O bölgede su olmadığı için yaklaşık 1 kilometre uzaklıktaki Karaoluk çeşmesinin de bulunduğu pınardan boru sınırıyla su çekildiğini belirten Şakar, “Bina ile göl ortası, kıyı kenar çizgisine uzaklık yaklaşık 200 metre. Beyaz kumlar, orman binası ve plajının bulunduğu yer ile Kayadibi Mahallesi içinde da var.


‘Maldivler’ olarak isimlendirilen bölgenin tam çaprazında kalıyor. Karaoluk pınarından su getirmek için borular evvelde döşenmiş ve plastik depo yapılmış. Artık plastik depo delindiği için yerine hafriyat yapıp, beton depo yapılıyor. Kazdıkları yer, göle 50-100 metre ve birinci derecede doğal sit alanına giriyor” dedi.


‘GÖL VE ENDEMİK TİPLER ZİYAN GÖRÜR’

Salda Gölü’nün gelecek jenerasyonlara aktarılabilmesi için hem beyaz kumullarına birebir vakitte suyuna insan ayağının değmemesi gerektiğini kaydeden Şakar, “Eski orman binasının olduğu yerin turizme açılmasının yanlış olduğunu düşünüyoruz.


Salda Gölü ve etrafında endemik birfazlaca canlı yaşıyor.
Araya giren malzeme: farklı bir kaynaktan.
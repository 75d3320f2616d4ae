//! Paginated plot documents
//!
//! Every page is an image rendered beforehand into the `<stem>_pages` folder
//! next to the document. The pages are assembled into a LaTeX document that is
//! either written as is (`.tex`) or compiled to PDF (`.pdf`, requires the `pdf`
//! feature).

use std::{
    fs,
    io::{self, Write},
    path::{Path, PathBuf},
    time::Instant,
};

#[derive(Debug, thiserror::Error)]
pub enum ReportError {
    #[error("failed to write {1:?}")]
    Io(#[source] io::Error, PathBuf),
    #[error("failed to compile the LaTeX document: {0}")]
    Compile(String),
    #[error("PDF output requires the `pdf` feature, write a `.tex` document instead")]
    PdfDisabled,
    #[error("unknown document format for {0:?}, expected a `.pdf` or `.tex` extension")]
    Format(PathBuf),
}
type Result<T> = std::result::Result<T, ReportError>;

/// Document output formats
#[derive(Debug, Clone, Copy, PartialEq, Eq)]
pub enum Format {
    Pdf,
    Latex,
}
impl Format {
    pub fn from_path(path: &Path) -> Option<Self> {
        match path
            .extension()
            .and_then(|ext| ext.to_str())
            .map(|ext| ext.to_lowercase())
            .as_deref()
        {
            Some("pdf") => Some(Format::Pdf),
            Some("tex") => Some(Format::Latex),
            _ => None,
        }
    }
}

/// Default document path, a PDF document requires the `pdf` feature
#[cfg(feature = "pdf")]
pub const DEFAULT_OUTPUT: &str = "plot.pdf";
/// Default document path, a PDF document requires the `pdf` feature
#[cfg(not(feature = "pdf"))]
pub const DEFAULT_OUTPUT: &str = "plot.tex";

/// A PDF document without any page
fn empty_pdf() -> Vec<u8> {
    let objects = [
        "<< /Type /Catalog /Pages 2 0 R >>",
        "<< /Type /Pages /Kids [] /Count 0 >>",
    ];
    let mut pdf = b"%PDF-1.4\n".to_vec();
    let mut offsets = Vec::with_capacity(objects.len());
    for (i, object) in objects.iter().enumerate() {
        offsets.push(pdf.len());
        pdf.extend(format!("{} 0 obj\n{}\nendobj\n", i + 1, object).bytes());
    }
    let xref = pdf.len();
    pdf.extend(format!("xref\n0 {}\n0000000000 65535 f \n", objects.len() + 1).bytes());
    for offset in offsets {
        pdf.extend(format!("{:010} 00000 n \n", offset).bytes());
    }
    pdf.extend(
        format!(
            "trailer\n<< /Size {} /Root 1 0 R >>\nstartxref\n{}\n%%EOF\n",
            objects.len() + 1,
            xref
        )
        .bytes(),
    );
    pdf
}

#[cfg(feature = "pdf")]
fn compile(latex: &str) -> Result<Vec<u8>> {
    tectonic::latex_to_pdf(latex).map_err(|e| ReportError::Compile(e.to_string()))
}
#[cfg(not(feature = "pdf"))]
fn compile(_latex: &str) -> Result<Vec<u8>> {
    Err(ReportError::PdfDisabled)
}

/// A multi-page document, one image per page
#[derive(Debug)]
pub struct Document {
    output: PathBuf,
    format: Format,
    page_dir: PathBuf,
    pages: Vec<PathBuf>,
}
impl Document {
    /// Creates an empty document that will be saved to `output`
    pub fn new<P: AsRef<Path>>(output: P) -> Result<Self> {
        let output = output.as_ref().to_path_buf();
        let format = Format::from_path(&output).ok_or_else(|| ReportError::Format(output.clone()))?;
        if format == Format::Pdf && cfg!(not(feature = "pdf")) {
            return Err(ReportError::PdfDisabled);
        }
        let stem = output
            .file_stem()
            .map(|s| s.to_string_lossy().into_owned())
            .unwrap_or_else(|| "document".to_string());
        let page_dir = output.with_file_name(format!("{stem}_pages"));
        Ok(Self {
            output,
            format,
            page_dir,
            pages: vec![],
        })
    }
    pub fn output(&self) -> &Path {
        &self.output
    }
    /// Folder holding the page images
    pub fn page_dir(&self) -> &Path {
        &self.page_dir
    }
    /// Number of pages
    pub fn len(&self) -> usize {
        self.pages.len()
    }
    pub fn is_empty(&self) -> bool {
        self.pages.is_empty()
    }
    /// Path where the next page image is expected
    pub fn next_page(&mut self) -> Result<PathBuf> {
        if self.pages.is_empty() {
            fs::create_dir_all(&self.page_dir)
                .map_err(|e| ReportError::Io(e, self.page_dir.clone()))?;
            self.page_dir = fs::canonicalize(&self.page_dir)
                .map_err(|e| ReportError::Io(e, self.page_dir.clone()))?;
        }
        Ok(self
            .page_dir
            .join(format!("page-{:04}.png", self.pages.len())))
    }
    /// Appends a rendered page
    pub fn push(&mut self, page: PathBuf) {
        self.pages.push(page);
    }
    /// LaTeX source of the document
    pub fn to_latex(&self) -> String {
        let pages = self
            .pages
            .iter()
            .map(|page| {
                format!(
                    r#"
\begin{{center}}
\includegraphics[width=\textwidth,height=0.95\textheight,keepaspectratio]{{{:?}}}
\end{{center}}
\clearpage"#,
                    page
                )
            })
            .collect::<Vec<String>>()
            .join("\n");
        format!(
            r#"\documentclass{{article}}
\usepackage[margin=1cm]{{geometry}}
\usepackage{{graphicx}}
\pagestyle{{empty}}

\begin{{document}}
{}
\end{{document}}
"#,
            pages
        )
    }
    /// Writes the document, returns the number of pages
    pub fn save(self) -> Result<usize> {
        let n_page = self.pages.len();
        let contents = match self.format {
            Format::Latex => self.to_latex().into_bytes(),
            // LaTeX does not output documents without pages
            Format::Pdf if self.pages.is_empty() => {
                log::warn!("no page to plot, {:?} has no page", self.output);
                empty_pdf()
            }
            Format::Pdf => {
                let now = Instant::now();
                log::info!("Compiling {:?} ...", self.output);
                let pdf = compile(&self.to_latex());
                log::info!(" ... compiled in {}s", now.elapsed().as_secs());
                match pdf {
                    Ok(pdf) => pdf,
                    Err(e) => {
                        self.discard()?;
                        return Err(e);
                    }
                }
            }
        };
        let mut doc =
            fs::File::create(&self.output).map_err(|e| ReportError::Io(e, self.output.clone()))?;
        doc.write_all(&contents)
            .map_err(|e| ReportError::Io(e, self.output.clone()))?;
        if self.format == Format::Pdf {
            self.discard()?;
        }
        Ok(n_page)
    }
    /// Removes the page images
    pub fn discard(self) -> Result<()> {
        if self.page_dir.exists() {
            fs::remove_dir_all(&self.page_dir).map_err(|e| ReportError::Io(e, self.page_dir))?;
        }
        Ok(())
    }
}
Oluşumundan bugüne kadar varlığını sürdüren siyanobakteriler gölde var ve bunların hayatı için insanların suya girmesi sakıncalı. Kapalı havza olması niçiniyle göle gelen kirlilik, tekrar çıkamıyor.


Zehirli gazlara sebep oluyor ve gölün tabiatı için tehdit. Göl etrafında ne kadar hayli plaj olursa hem göl ve etrafı tıpkı vakitte endemik tipler o kadar hayli ziyan bakılırsacek. Göle girilmemesi, kent turizmi olarak yararlanılmasını savunuyoruz. Göle ziyan vermeyecek arada oluşturulacak seyir teraslarından yalnızca izlenmelidir. Salda Gölü’nde ne beyaz kumullara ne de suyuna insan ayağı değmemesi, insanların dokunmaması gerekiyor. Beyaz kumullar, milyarlarca yılda oluşan fosiller ve üzerine basıldığında bozulup, toz haline geliyor. Bilim insanları, bu fosillerin tozu akciğere gittiğinde silikozis hastalığına sebep olduğunu ve tedavisinin olmadığını belirtiyor” diye konuştu.